(Available data begins)

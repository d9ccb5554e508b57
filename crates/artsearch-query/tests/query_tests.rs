use artsearch_core::types::{EntityKind, FilterSet, GeoFilter};
use artsearch_query::builder::build_search_query;
use serde_json::{json, Value};

fn to_json(kind: EntityKind, term: Option<&str>, filters: &FilterSet) -> Value {
    build_search_query(kind, term, filters)
        .to_value()
        .expect("serialize")
}

#[test]
fn repeated_calls_are_structurally_identical() {
    let filters = FilterSet {
        category: Some("Dance".to_string()),
        min_rating: Some(4.0),
        ..FilterSet::default()
    };
    let first = to_json(EntityKind::Artist, Some("prerna"), &filters);
    let second = to_json(EntityKind::Artist, Some("prerna"), &filters);
    assert_eq!(first, second);
}

#[test]
fn filters_are_independent_and_commutative() {
    let category_only = FilterSet {
        category: Some("Dance".to_string()),
        ..FilterSet::default()
    };
    let city_only = FilterSet {
        city: Some("Delhi".to_string()),
        ..FilterSet::default()
    };
    let combined = FilterSet {
        category: Some("Dance".to_string()),
        city: Some("Delhi".to_string()),
        ..FilterSet::default()
    };

    let mut merged: Vec<Value> = Vec::new();
    for filters in [&category_only, &city_only] {
        merged.extend(
            to_json(EntityKind::Artist, None, filters)["filter"]
                .as_array()
                .expect("filter list")
                .clone(),
        );
    }
    let mut direct = to_json(EntityKind::Artist, None, &combined)["filter"]
        .as_array()
        .expect("filter list")
        .clone();

    // Set equality: order between independent filter clauses is cosmetic.
    let key = |v: &Value| v.to_string();
    merged.sort_by_key(key);
    direct.sort_by_key(key);
    assert_eq!(merged, direct);
}

#[test]
fn empty_input_omits_every_clause_list() {
    let v = to_json(EntityKind::Artist, Some(""), &FilterSet::default());
    let obj = v.as_object().expect("object");
    assert!(!obj.contains_key("must"));
    assert!(!obj.contains_key("filter"));
    assert!(!obj.contains_key("should"));
}

#[test]
fn lone_min_price_gets_max_safe_upper_bound() {
    let filters = FilterSet {
        min_price: Some(500.0),
        ..FilterSet::default()
    };
    let v = to_json(EntityKind::Artist, None, &filters);
    assert_eq!(
        v["filter"][0],
        json!({
            "range": { "path": "pricePerHour", "gte": 500, "lte": 9007199254740991u64 }
        })
    );
}

#[test]
fn lone_max_price_gets_zero_lower_bound() {
    let filters = FilterSet {
        max_price: Some(2000.0),
        ..FilterSet::default()
    };
    let v = to_json(EntityKind::Workshop, None, &filters);
    assert_eq!(
        v["filter"][0],
        json!({ "range": { "path": "price", "gte": 0, "lte": 2000 } })
    );
}

#[test]
fn explicit_false_availability_is_a_real_filter() {
    let requested_false = FilterSet {
        is_available: Some(false),
        ..FilterSet::default()
    };
    let v = to_json(EntityKind::Artist, None, &requested_false);
    assert_eq!(
        v["filter"][0],
        json!({ "equals": { "path": "isAvailable", "value": false } })
    );

    let not_requested = to_json(EntityKind::Artist, None, &FilterSet::default());
    assert!(not_requested.as_object().expect("object").get("filter").is_none());
}

#[test]
fn geo_radius_is_converted_to_meters() {
    let filters = FilterSet {
        geo: Some(GeoFilter {
            center: [77.209, 28.6139],
            radius_km: 5.0,
        }),
        ..FilterSet::default()
    };
    let v = to_json(EntityKind::Artist, None, &filters);
    assert_eq!(v["filter"][0]["geoWithin"]["circle"]["radius"], json!(5000.0));
    assert_eq!(
        v["filter"][0]["geoWithin"]["circle"]["center"]["coordinates"],
        json!([77.209, 28.6139])
    );
}

#[test]
fn min_rating_range_has_no_upper_bound() {
    let filters = FilterSet {
        min_rating: Some(4.5),
        ..FilterSet::default()
    };
    let v = to_json(EntityKind::Artist, None, &filters);
    assert_eq!(
        v["filter"][0],
        json!({ "range": { "path": "rating", "gte": 4.5 } })
    );
}

#[test]
fn subcategories_emit_one_match_any_clause() {
    let filters = FilterSet {
        subcategories: Some(vec!["Kathak".to_string(), "Ballet".to_string()]),
        ..FilterSet::default()
    };
    let v = to_json(EntityKind::Artist, None, &filters);
    assert_eq!(
        v["filter"][0],
        json!({ "text": { "query": ["Kathak", "Ballet"], "path": "subcategories" } })
    );
}

#[test]
fn search_term_builds_boosted_prefix_plus_fuzzy_disjunction() {
    let v = to_json(EntityKind::Artist, Some("prerna"), &FilterSet::default());
    let must = v["must"].as_array().expect("must list");
    assert_eq!(must.len(), 1);

    let inner = &must[0]["compound"];
    assert_eq!(inner["minimumShouldMatch"], json!(1));
    let should = inner["should"].as_array().expect("should list");
    assert_eq!(should.len(), 2);
    assert_eq!(
        should[0],
        json!({
            "autocomplete": {
                "query": "prerna",
                "path": "name.autocomplete",
                "score": { "boost": { "value": 3.0 } }
            }
        })
    );
    assert_eq!(
        should[1],
        json!({
            "text": {
                "query": "prerna",
                "path": ["name", "bio", "categoryText", "searchText"],
                "fuzzy": { "maxEdits": 1, "prefixLength": 2 }
            }
        })
    );
}

#[test]
fn term_and_filters_compose() {
    let filters = FilterSet {
        category: Some("Music".to_string()),
        city: Some("Mumbai".to_string()),
        is_available: Some(true),
        ..FilterSet::default()
    };
    let v = to_json(EntityKind::Artist, Some("sitar"), &filters);
    assert_eq!(v["must"].as_array().expect("must").len(), 1);
    assert_eq!(v["filter"].as_array().expect("filter").len(), 3);
    assert!(v.as_object().expect("object").get("should").is_none());
}
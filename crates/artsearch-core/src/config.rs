//! Configuration for search and suggestion tunables.
//!
//! Uses Figment to merge `config.toml` + `config.<env>.toml` + `APP_*` env
//! vars into typed sections, all of which carry working defaults so a
//! missing file is not an error.
//!
//! Contract values (ranking weights, fuzzy parameters, the autocomplete
//! boost) are named constants next to the code that uses them, not config.

use figment::{
    providers::{Env, Format, Toml},
    Figment,
};
use serde::{Deserialize, Serialize};
use std::env;

use crate::error::Error;

#[derive(Debug, Clone, Default, Serialize, Deserialize)]
#[serde(default)]
pub struct Config {
    pub search: SearchConfig,
    pub suggest: SuggestConfig,
}

#[derive(Debug, Clone, Serialize, Deserialize)]
#[serde(default)]
pub struct SearchConfig {
    pub default_limit: usize,
    pub max_limit: usize,
}

impl Default for SearchConfig {
    fn default() -> Self {
        Self {
            default_limit: 20,
            max_limit: 100,
        }
    }
}

#[derive(Debug, Clone, Serialize, Deserialize)]
#[serde(default)]
pub struct SuggestConfig {
    /// Prefixes shorter than this never reach the backend.
    pub min_prefix_len: usize,
    /// Per-entity-type cap on merged suggestions, small enough to keep a
    /// dropdown readable.
    pub per_scope_limit: usize,
}

impl Default for SuggestConfig {
    fn default() -> Self {
        Self {
            min_prefix_len: 2,
            per_scope_limit: 8,
        }
    }
}

impl Config {
    pub fn load() -> anyhow::Result<Self> {
        let env_name = env::var("RUST_ENV").unwrap_or_else(|_| "dev".to_string());

        let mut figment = Figment::new().merge(Toml::file("config.toml"));
        match env_name.as_str() {
            "dev" | "development" => figment = figment.merge(Toml::file("config.dev.toml")),
            "prod" | "production" => figment = figment.merge(Toml::file("config.prod.toml")),
            "test" | "testing" => figment = figment.merge(Toml::file("config.test.toml")),
            _ => {}
        }
        figment = figment.merge(Env::prefixed("APP_"));

        let config: Config = figment
            .extract()
            .map_err(|e| anyhow::anyhow!("Failed to load configuration: {}", e))?;
        config.validate()?;
        Ok(config)
    }

    pub fn validate(&self) -> anyhow::Result<()> {
        if self.search.max_limit == 0 || self.search.default_limit == 0 {
            return Err(Error::InvalidConfig("search limits must be positive".to_string()).into());
        }
        if self.search.default_limit > self.search.max_limit {
            return Err(Error::InvalidConfig(format!(
                "search.default_limit {} exceeds search.max_limit {}",
                self.search.default_limit, self.search.max_limit
            ))
            .into());
        }
        if self.suggest.min_prefix_len == 0 {
            return Err(
                Error::InvalidConfig("suggest.min_prefix_len must be at least 1".to_string())
                    .into(),
            );
        }
        if self.suggest.per_scope_limit == 0 {
            return Err(
                Error::InvalidConfig("suggest.per_scope_limit must be positive".to_string()).into(),
            );
        }
        Ok(())
    }

    /// Resolve a caller-requested page size against the configured bounds.
    pub fn clamp_limit(&self, requested: Option<usize>) -> usize {
        requested
            .unwrap_or(self.search.default_limit)
            .min(self.search.max_limit)
    }
}
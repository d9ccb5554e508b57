//! Declarative index schema for the artists and workshops search indexes.
//!
//! Establishes the field vocabulary the query builder may reference: which
//! paths are full-text, facet, numeric, boolean, date, or geo, and which
//! text fields carry an edge-n-gram autocomplete sub-field. Purely a lookup
//! table; a malformed schema is a build-time error, not a runtime one.

pub mod definition;
pub mod fields;

pub use definition::index_definition;
pub use fields::{fields, search_paths, FieldKind, IndexField, SearchPaths};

(Available data ends)

__To do__
The first line of the records and every line down to the line with "let category_only = FilterSet" must be quoted exactly; leave out all else.

__Solution for this exercise__
repository d9ccb5554e508b57
filename crates/artsearch-query/tests/query_tests.rs
use artsearch_core::types::{EntityKind, FilterSet, GeoFilter};
use artsearch_query::builder::build_search_query;
use serde_json::{json, Value};

fn to_json(kind: EntityKind, term: Option<&str>, filters: &FilterSet) -> Value {
    build_search_query(kind, term, filters)
        .to_value()
        .expect("serialize")
}

#[test]
fn repeated_calls_are_structurally_identical() {
    let filters = FilterSet {
        category: Some("Dance".to_string()),
        min_rating: Some(4.0),
        ..FilterSet::default()
    };
    let first = to_json(EntityKind::Artist, Some("prerna"), &filters);
    let second = to_json(EntityKind::Artist, Some("prerna"), &filters);
    assert_eq!(first, second);
}

#[test]
fn filters_are_independent_and_commutative() {
    let category_only = FilterSet {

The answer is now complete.